Transparence et opacité PDF

Le Conseil transparence et opacité PDF’État comprend 231 membres en activité et 408 agents. Comment sont recrutés les membres ?


Transparence et opacité fut écrit à la fin des années 1960 et parut pour la première fois en 1975. Cet essai majeur sur les fondements théoriques de l’art moderne avait disparu des librairies depuis près de vingt ans. Partant d’une analyse de la théorie de l’art de Konrad Fiedler, qui écrivit entre 1876 et 1895, Philippe Junod se livre en fait à une archéologie de la modernité et envisage l’ensemble de la théorie de l’art et de l’esthétique depuis Platon et Aristote. Il établit que l’idée d’art moderne naît quand sont abandonnées aussi bien la voie du réalisme que celle de la peinture d’idées, le naturalisme comme le symbolisme, pour en venir à une troisième voie, celle de l’opacité où l’œuvre opère dans son autonomie, sans transparence ni référence, en faisant prévaloir les droits de la vision et du visible sur ceux de la reconnaissance et du déchiffrement. À un moment où le moderne apparaît comme un moment de l’histoire de l’art, l’enquête riche et minutieuse de Philippe Junod permet de comprendre les questionnements et les enjeux de toute une époque dont nous sortons à peine.

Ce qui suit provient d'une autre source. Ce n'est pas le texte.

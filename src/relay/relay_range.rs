
use std::net::{IpAddr, Ipv6Addr};

use super::port_selector::PortSelector;
use super::*;
use crate::error::*;

/// `RelayAddressGeneratorRange` binds each relay inside a port range and returns a static IP
/// address to the user. This can be used when the server sits behind a NAT or on a multi-homed
/// host and only a range of ports is forwarded or allowed.
pub struct RelayAddressGeneratorRange {
    relay_address: IpAddr,
    address: String,
    net: Option<Arc<dyn RelayNet + Send + Sync>>,
    port_selector: PortSelector,
}

impl RelayAddressGeneratorRange {
    /// `relay_address` is the IP returned to the user when the relay is created.
    /// `address` is the host the relay sockets are bound to.
    /// Relay ports are picked from the inclusive range `[min_port, max_port]`.
    pub fn new(relay_address: IpAddr, address: String, min_port: u16, max_port: u16) -> Self {
        RelayAddressGeneratorRange {
            relay_address,
            address,
            net: None,
            port_selector: PortSelector::new(min_port, max_port),
        }
    }

    /// Uses `net` to open relay sockets instead of the host network stack.
    pub fn with_net(mut self, net: Arc<dyn RelayNet + Send + Sync>) -> Self {
        self.net = Some(net);
        self
    }

    /// Seeds the port scan, making the sequence of probed ports reproducible.
    pub fn with_seed(mut self, seed: u64) -> Self {
        self.port_selector = PortSelector::with_seed(self.min_port(), self.max_port(), seed);
        self
    }

    pub fn relay_address(&self) -> IpAddr {
        self.relay_address
    }

    pub fn address(&self) -> &str {
        &self.address
    }

    pub fn min_port(&self) -> u16 {
        self.port_selector.min_port()
    }

    pub fn max_port(&self) -> u16 {
        self.port_selector.max_port()
    }

    fn listen_address(&self, port: u16) -> String {
        if self.address.parse::<Ipv6Addr>().is_ok() {
            format!("[{}]:{}", self.address, port)
        } else {
            format!("{}:{}", self.address, port)
        }
    }
}

#[async_trait]
impl RelayAddressGenerator for RelayAddressGeneratorRange {
    fn validate(&mut self) -> Result<()> {
        if self.net.is_none() {
            self.net = Some(Arc::new(Net::new(None)));
        }

        if self.relay_address.is_unspecified() {
            Err(Error::ErrRelayAddressInvalid)
        } else if self.address.is_empty() {
            Err(Error::ErrListeningAddressInvalid)
        } else if self.min_port() == 0 {
            Err(Error::ErrMinPortNotZero)
        } else if self.max_port() == 0 {
            Err(Error::ErrMaxPortNotZero)
        } else if self.max_port() < self.min_port() {
            Err(Error::ErrMaxPortLessThanMinPort)
        } else {
            Ok(())
        }
    }

    async fn allocate_packet_conn(
        &self,
        network: &str,
        requested_port: u16,
    ) -> Result<(Arc<dyn Conn + Send + Sync>, SocketAddr)> {
        let net = self.net.as_ref().ok_or(Error::ErrNetUnset)?;

        // the scanned port always wins over the one asked for
        if requested_port != 0 {
            log::trace!(
                "ignoring requested port {}, scanning [{}, {}]",
                requested_port,
                self.min_port(),
                self.max_port()
            );
        }

        let port = self
            .port_selector
            .select()
            .await
            .ok_or(Error::ErrNoFreePort)?;

        let address = self.listen_address(port);
        let conn = match net.listen_packet(network, &address).await {
            Ok(conn) => conn,
            Err(err) => {
                log::debug!("failed to bind relay conn on {}: {}", address, err);
                return Err(Error::Bind(err));
            }
        };

        let mut relay_addr = match conn.local_addr().await {
            Ok(addr) => addr,
            Err(err) => {
                let _ = conn.close().await;
                return Err(err.into());
            }
        };
        relay_addr.set_ip(self.relay_address);

        log::debug!("relay conn bound on {} advertised as {}", address, relay_addr);
        Ok((conn, relay_addr))
    }

    async fn allocate_conn(
        &self,
        network: &str,
        _requested_port: u16,
    ) -> Result<(Arc<dyn Listener + Send + Sync>, SocketAddr)> {
        log::trace!("refusing {} relay allocation", network);
        Err(Error::ErrNotImplemented)
    }
}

Et les agents du Conseil d’État ? Découvrez la justice administrative en France, son organisation et ses métiers. Informations contentieuses et actualités du Conseil d’État. Dans les considérations générales de son rapport public de 1995, il y a 22 ans, le Conseil d’Etat décrivait la transparence et le secret comme les deux faces d’un même  dilemme éthique fondamental .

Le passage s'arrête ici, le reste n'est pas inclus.